▶ Aim of the task: Down to the final character, output the records below as they stand.

(Collected data)
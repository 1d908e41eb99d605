use axum::{
    Json, Router,
    extract::{Multipart, State, multipart::MultipartRejection},
    routing::post,
};

use crate::{
    dto::profile_image::{ProfileImageResponse, ProfileImageUpload},
    error::{AppError, AppResult},
    middleware::auth::AuthUser,
    response::ApiResponse,
    services::profile_image_service,
    state::AppState,
};

pub fn router() -> Router<AppState> {
    Router::new().route("/", post(upload_profile_image))
}

#[utoipa::path(
    post,
    path = "/api/v1/profile-image",
    request_body(content = ProfileImageUpload, content_type = "multipart/form-data"),
    responses(
        (status = 200, description = "Stored image URL", body = ApiResponse<ProfileImageResponse>),
        (status = 400, description = "Missing, empty, oversized or unsupported image"),
        (status = 401, description = "Missing or invalid session token")
    ),
    security(("session_token" = [])),
    tag = "Users"
)]
pub async fn upload_profile_image(
    State(state): State<AppState>,
    user: AuthUser,
    multipart: Result<Multipart, MultipartRejection>,
) -> AppResult<Json<ApiResponse<ProfileImageResponse>>> {
    let multipart = multipart.map_err(|e| AppError::BadRequest(e.body_text()))?;
    let image = profile_image_service::read_profile_image(multipart).await?;
    let resp = profile_image_service::upload_profile_image(&state, &user, image).await?;
    Ok(Json(resp))
}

▶ Result of this task:
repository 1d908e41eb99d605
use axum::{
    Json, Router,
    extract::{Multipart, State, multipart::MultipartRejection},
    routing::post,
};

use crate::{
    dto::profile_image::{ProfileImageResponse, ProfileImageUpload},
    error::{AppError, AppResult},
    middleware::auth::AuthUser,
    response::ApiResponse,
    services::profile_image_service,
    state::AppState,
};

pub fn router() -> Router<AppState> {
    Router::new().route("/", post(upload_profile_image))
}

#[utoipa::path(
    post,
    path = "/api/v1/profile-image",
    request_body(content = ProfileImageUpload, content_type = "multipart/form-data"),
    responses(
        (status = 200, description = "Stored image URL", body = ApiResponse<ProfileImageResponse>),
        (status = 400, description = "Missing, empty, oversized or unsupported image"),
        (status = 401, description = "Missing or invalid session token")
    ),
    security(("session_token" = [])),
    tag = "Users"
)]
pub async fn upload_profile_image(
    State(state): State<AppState>,
    user: AuthUser,
    multipart: Result<Multipart, MultipartRejection>,
) -> AppResult<Json<ApiResponse<ProfileImageResponse>>> {
    let multipart = multipart.map_err(|e| AppError::BadRequest(e.body_text()))?;
    let image = profile_image_service::read_profile_image(multipart).await?;
    let resp = profile_image_service::upload_profile_image(&state, &user, image).await?;
    Ok(Json(resp))
}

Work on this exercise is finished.